## What is being asked:
Nothing below is to be printed except the lines between the line holding "stdout.write_all(document)?;" and the line holding "pub use wire::FrameCodec;", inclusive, each exactly as it appears.

----- Data for review -----

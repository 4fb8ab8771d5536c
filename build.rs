use anyhow::Result;
use vergen_gix::{BuildBuilder, CargoBuilder, Emitter, GixBuilder};

fn main() -> Result<()> {
    let build = BuildBuilder::all_build()?;
    let gix = GixBuilder::all_git()?;
    let cargo = CargoBuilder::all_cargo()?;
    Emitter::default()
        .add_instructions(&build)?
        .add_instructions(&gix)?
        .add_instructions(&cargo)?
        .emit()
}
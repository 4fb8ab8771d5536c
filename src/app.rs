use std::{
    fs,
    io::{self, Read, Write},
    path::Path,
};

use color_eyre::{eyre::WrapErr, Result};
use dynojson::{convert_event, convert_to_json, items_from_slice, scan, Event};
use tracing::{debug, info};

use crate::{
    cli::{Cli, Command},
    config::Config,
};

pub struct App {
    command: Command,
    config: Config,
    pretty: bool,
}

impl App {
    pub fn new(cli: Cli) -> Result<Self> {
        let config = Config::new().wrap_err("failed to load configuration")?;
        let pretty = cli.pretty || config.pretty;

        Ok(Self {
            command: cli.command,
            config,
            pretty,
        })
    }

    pub async fn run(&mut self) -> Result<()> {
        let documents = match &self.command {
            Command::Item { file } => {
                let input = read_input(file.as_deref())?;
                let items = items_from_slice(&input)?;
                debug!(items = items.len(), "decoded items");
                items
                    .iter()
                    .map(convert_to_json)
                    .collect::<Result<Vec<_>, _>>()?
            }
            Command::Stream { file } => {
                let input = read_input(file.as_deref())?;
                let event: Event =
                    serde_json::from_slice(&input).wrap_err("failed to parse stream event")?;
                debug!(records = event.records.len(), "decoded stream event");
                convert_event(&event)?
            }
            Command::Scan {
                table,
                region,
                limit,
            } => {
                let region = region.clone().or_else(|| self.config.region.clone());
                let page_size = limit.unwrap_or(self.config.page_size);
                let client = scan::client(region).await;
                scan::scan_to_json(&client, table, page_size)
                    .await
                    .wrap_err_with(|| format!("failed to scan table {table}"))?
            }
        };

        self.write_documents(&documents)?;
        info!(documents = documents.len(), "conversion finished");

        Ok(())
    }

    fn write_documents(&self, documents: &[Vec<u8>]) -> Result<()> {
        let mut stdout = io::stdout().lock();

        for document in documents {
            if self.pretty {
                let value: serde_json::Value = serde_json::from_slice(document)?;
                writeln!(stdout, "{}", colored_json::to_colored_json_auto(&value)?)?;
            } else {
                stdout.write_all(document)?;
                stdout.write_all(b"\n")?;
            }
        }

        stdout.flush()?;
        Ok(())
    }
}

fn read_input(file: Option<&Path>) -> Result<Vec<u8>> {
    match file {
        Some(path) => {
            fs::read(path).wrap_err_with(|| format!("failed to read {}", path.display()))
        }
        None => {
            let mut input = Vec::new();
            io::stdin().read_to_end(&mut input)?;
            Ok(input)
        }
    }
}
//! peerline-protocol – Signaling-Protokoll-Definitionen
//!
//! Dieses Crate definiert den Nachrichten-Umschlag der zwischen den beiden
//! Call-Endpunkten ausgetauscht wird (SDP Offer/Answer und ICE-Kandidaten)
//! sowie das Frame-Format fuer den Byte-Transport.

pub mod message;
pub mod wire;

pub use message::{DecodeError, IceCandidate, SdpType, SessionDescription, SignalingMessage};
pub use wire::FrameCodec;
//! Verhandlungs-Zustandsmaschine
//!
//! Besitzt den Verhandlungszustand einer Call-Session und reagiert auf
//! Nachrichten der Gegenseite sowie auf Benachrichtigungen der
//! Peer-Connection-Engine.
//!
//! ## Zustandsmaschine
//!
//! ```text
//! Anrufer:    idle -> Offer erstellt -> lokal gesetzt -> (Answer kommt) -> stabil
//! Angerufener: idle -> Remote-Offer gesetzt -> Answer erstellt -> lokal gesetzt -> stabil
//! ```
//!
//! Remote-Kandidaten die vor der Remote-Beschreibung eintreffen werden in
//! Empfangsreihenfolge zurueckgestellt und erst nach erfolgreichem
//! setRemoteDescription nachgezogen. Das ist eine reale Bedingung des
//! ungeordneten Signaling-Kanals, kein Defekt.
//!
//! ## Nebenlaeufigkeit
//!
//! Der Zustand liegt hinter einem Mutex der niemals ueber einen
//! Capability-Await gehalten wird: jede Operation merkt sich die Epoche,
//! wartet auf die Engine, sperrt erneut und prueft die Epoche bevor sie
//! committet. `abbauen()` erhoeht die Epoche, wodurch verspaetete
//! Bestaetigungen verworfen statt auf einen zurueckgesetzten Zustand
//! angewendet werden.

use parking_lot::Mutex;
use peerline_core::CallId;
use peerline_protocol::{IceCandidate, SessionDescription, SignalingMessage};
use std::collections::VecDeque;
use std::sync::Arc;
use tokio::sync::mpsc;

use crate::capability::PeerConnectionCapability;
use crate::error::{NegotiationError, NegotiationResult};

// ---------------------------------------------------------------------------
// Zustand
// ---------------------------------------------------------------------------

#[derive(Debug, Default)]
struct Zustand {
    /// Wird bei jedem Abbau erhoeht; Operationen committen nur wenn die
    /// Epoche seit ihrem Start unveraendert ist
    epoche: u64,
    /// true nach abbauen() – alle weiteren Operationen werden verworfen
    abgebaut: bool,
    /// Lokale Beschreibung erfolgreich gesetzt
    lokal_gesetzt: bool,
    /// Remote-Beschreibung erfolgreich gesetzt und Warteschlange geleert
    remote_gesetzt: bool,
    /// Remote-Kandidaten die auf die Remote-Beschreibung warten
    /// (Empfangsreihenfolge)
    warteschlange: VecDeque<IceCandidate>,
}

// ---------------------------------------------------------------------------
// NegotiationEngine
// ---------------------------------------------------------------------------

/// Die Verhandlungs-Zustandsmaschine einer Call-Session
pub struct NegotiationEngine<C: PeerConnectionCapability> {
    capability: Arc<C>,
    /// Ausgehender Signaling-Pfad (lokale Kandidaten)
    ausgang: mpsc::Sender<SignalingMessage>,
    call_id: CallId,
    zustand: Mutex<Zustand>,
}

impl<C: PeerConnectionCapability> NegotiationEngine<C> {
    /// Erstellt eine neue Engine fuer eine Call-Session
    pub fn neu(
        capability: Arc<C>,
        ausgang: mpsc::Sender<SignalingMessage>,
        call_id: CallId,
    ) -> Self {
        Self {
            capability,
            ausgang,
            call_id,
            zustand: Mutex::new(Zustand::default()),
        }
    }

    /// Startet die Verhandlung als Anrufer
    ///
    /// Erstellt eine Offer-Beschreibung, setzt sie als lokale Beschreibung
    /// und gibt sie erst nach erfolgreichem Commit an den Aufrufer zur
    /// Uebertragung heraus. Schlaegt einer der Schritte fehl, bleibt die
    /// Engine in ihrem bisherigen Zustand und es wird keine Beschreibung
    /// herausgegeben.
    pub async fn offer_starten(&self) -> NegotiationResult<SessionDescription> {
        self.lokale_beschreibung_erstellen(false).await
    }

    /// Startet die Antwort als Angerufener
    ///
    /// Symmetrisch zu [`offer_starten`](Self::offer_starten); setzt
    /// engine-seitig eine gesetzte Remote-Offer voraus, deren Fehlen als
    /// Capability-Fehler durchgereicht wird.
    pub async fn answer_starten(&self) -> NegotiationResult<SessionDescription> {
        self.lokale_beschreibung_erstellen(true).await
    }

    async fn lokale_beschreibung_erstellen(
        &self,
        antwort: bool,
    ) -> NegotiationResult<SessionDescription> {
        let epoche = self.epoche_lesen()?;

        let beschreibung = if antwort {
            self.capability.create_local_answer().await
        } else {
            self.capability.create_local_offer().await
        }
        .map_err(NegotiationError::Erstellen)?;

        self.capability
            .set_local_description(beschreibung.clone())
            .await
            .map_err(NegotiationError::LokalSetzen)?;

        // Commit nur wenn die Session inzwischen nicht abgebaut wurde
        {
            let mut zustand = self.zustand.lock();
            if zustand.abgebaut || zustand.epoche != epoche {
                return Err(NegotiationError::Abgebaut);
            }
            zustand.lokal_gesetzt = true;
        }

        tracing::info!(
            call = %self.call_id,
            typ = ?beschreibung.typ,
            "Lokale Beschreibung gesetzt"
        );
        Ok(beschreibung)
    }

    /// Wendet eine Beschreibung der Gegenseite an
    ///
    /// Nach erfolgreichem setRemoteDescription werden zurueckgestellte
    /// Kandidaten in Empfangsreihenfolge nachgezogen. `remote_gesetzt`
    /// wird erst markiert wenn die Warteschlange leer ist, damit Kandidaten
    /// die waehrend des Nachziehens eintreffen nicht ueberholen koennen.
    pub async fn remote_beschreibung_anwenden(
        &self,
        beschreibung: SessionDescription,
    ) -> NegotiationResult<()> {
        let epoche = self.epoche_lesen()?;
        let typ = beschreibung.typ;

        self.capability
            .set_remote_description(beschreibung)
            .await
            .map_err(NegotiationError::RemoteSetzen)?;

        let mut nachgezogen = 0usize;
        loop {
            let naechster = {
                let mut zustand = self.zustand.lock();
                if zustand.abgebaut || zustand.epoche != epoche {
                    return Err(NegotiationError::Abgebaut);
                }
                match zustand.warteschlange.pop_front() {
                    Some(kandidat) => kandidat,
                    None => {
                        zustand.remote_gesetzt = true;
                        break;
                    }
                }
            };

            if let Err(e) = self.capability.add_remote_candidate(naechster).await {
                // Die Beschreibung selbst ist committet; die restliche
                // Warteschlange ist ohne die abgelehnte Reihenfolge wertlos
                // und wird verworfen.
                let verworfen = {
                    let mut zustand = self.zustand.lock();
                    let anzahl = zustand.warteschlange.len();
                    zustand.warteschlange.clear();
                    zustand.remote_gesetzt = true;
                    anzahl
                };
                tracing::warn!(
                    call = %self.call_id,
                    verworfen,
                    fehler = %e,
                    "Zurueckgestellter Kandidat abgelehnt"
                );
                return Err(NegotiationError::Kandidat(e));
            }
            nachgezogen += 1;
        }

        tracing::info!(
            call = %self.call_id,
            typ = ?typ,
            nachgezogen,
            "Remote-Beschreibung gesetzt"
        );
        Ok(())
    }

    /// Wendet einen Kandidaten der Gegenseite an
    ///
    /// Ohne gesetzte Remote-Beschreibung wird der Kandidat in
    /// Empfangsreihenfolge zurueckgestellt, sonst direkt an die Engine
    /// weitergereicht.
    pub async fn remote_kandidat_anwenden(
        &self,
        kandidat: IceCandidate,
    ) -> NegotiationResult<()> {
        {
            let mut zustand = self.zustand.lock();
            if zustand.abgebaut {
                return Err(NegotiationError::Abgebaut);
            }
            if !zustand.remote_gesetzt {
                zustand.warteschlange.push_back(kandidat);
                tracing::debug!(
                    call = %self.call_id,
                    wartend = zustand.warteschlange.len(),
                    "Kandidat zurueckgestellt (keine Remote-Beschreibung)"
                );
                return Ok(());
            }
        }

        self.capability
            .add_remote_candidate(kandidat)
            .await
            .map_err(NegotiationError::Kandidat)
    }

    /// Meldet einen lokal generierten Kandidaten
    ///
    /// Wird genau einmal und in Generierungsreihenfolge auf den
    /// ausgehenden Signaling-Pfad gelegt – unabhaengig vom
    /// Verhandlungszustand. Nach dem Abbau werden Kandidaten verworfen.
    pub async fn lokalen_kandidat_melden(&self, kandidat: IceCandidate) {
        if self.zustand.lock().abgebaut {
            tracing::debug!(call = %self.call_id, "Kandidat nach Abbau verworfen");
            return;
        }
        tracing::debug!(call = %self.call_id, "Lokaler Kandidat wird gesendet");
        if self
            .ausgang
            .send(SignalingMessage::Candidate(kandidat))
            .await
            .is_err()
        {
            tracing::warn!(call = %self.call_id, "Ausgangs-Queue geschlossen, Kandidat verworfen");
        }
    }

    /// Baut die Verhandlung ab (idempotent)
    ///
    /// Erhoeht die Epoche, sodass in-flight Bestaetigungen der Engine
    /// verworfen werden statt auf den abgebauten Zustand zu wirken.
    pub fn abbauen(&self) {
        let mut zustand = self.zustand.lock();
        if zustand.abgebaut {
            return;
        }
        zustand.abgebaut = true;
        zustand.epoche += 1;
        zustand.lokal_gesetzt = false;
        zustand.remote_gesetzt = false;
        zustand.warteschlange.clear();
        tracing::info!(call = %self.call_id, "Verhandlung abgebaut");
    }

    /// Liest die aktuelle Epoche oder lehnt ab wenn bereits abgebaut
    fn epoche_lesen(&self) -> NegotiationResult<u64> {
        let zustand = self.zustand.lock();
        if zustand.abgebaut {
            return Err(NegotiationError::Abgebaut);
        }
        Ok(zustand.epoche)
    }
}

// ---------------------------------------------------------------------------
// Tests
// ---------------------------------------------------------------------------
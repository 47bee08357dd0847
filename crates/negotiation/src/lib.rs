//! peerline-negotiation – Verhandlungs-Zustandsmaschine
//!
//! Dieser Crate besitzt den Verhandlungszustand eines Calls: welche
//! Beschreibungen gesetzt sind und welche Remote-Kandidaten noch auf die
//! Remote-Beschreibung warten. Die eigentliche Peer-Connection-Engine
//! (ICE-Gathering, DTLS/SRTP, Medien) ist ein externer Mitspieler und wird
//! nur ueber die schmale [`PeerConnectionCapability`]-Schnittstelle
//! angesprochen.
//!
//! ## Architektur
//!
//! ```text
//! CallSession (Orchestrierung)
//!     |
//!     +-- SignalingChannel  -> SignalingEvent  --+
//!     +-- Capability-Events -> mpsc             -+-> Ereignis-Pumpe
//!                                                     |
//!                                                     v
//!                                            NegotiationEngine
//!                                                     |
//!                                                     v
//!                                          PeerConnectionCapability
//! ```
//!
//! Alle Operationen sind async; jede Zustandsaenderung wird unter einem
//! Mutex committet und aeussere Seiteneffekte passieren erst danach.

pub mod capability;
pub mod engine;
pub mod error;
pub mod session;

#[cfg(test)]
pub(crate) mod testhilfe;

// Bequeme Re-Exporte
pub use capability::{
    CapabilityError, PeerConnectionCapability, PeerConnectionEvent, PeerConnectionFactory,
    PeerVerbindungsZustand,
};
pub use engine::NegotiationEngine;
pub use error::{NegotiationError, NegotiationResult};
pub use session::{CallSession, SessionEvent};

-----

## Solution to this exercise:
                stdout.write_all(document)?;
                stdout.write_all(b"\n")?;
            }
        }

        stdout.flush()?;
        Ok(())
    }
}

fn read_input(file: Option<&Path>) -> Result<Vec<u8>> {
    match file {
        Some(path) => {
            fs::read(path).wrap_err_with(|| format!("failed to read {}", path.display()))
        }
        None => {
            let mut input = Vec::new();
            io::stdin().read_to_end(&mut input)?;
            Ok(input)
        }
    }
}
//! peerline-protocol – Signaling-Protokoll-Definitionen
//!
//! Dieses Crate definiert den Nachrichten-Umschlag der zwischen den beiden
//! Call-Endpunkten ausgetauscht wird (SDP Offer/Answer und ICE-Kandidaten)
//! sowie das Frame-Format fuer den Byte-Transport.

pub mod message;
pub mod wire;

pub use message::{DecodeError, IceCandidate, SdpType, SessionDescription, SignalingMessage};
pub use wire::FrameCodec;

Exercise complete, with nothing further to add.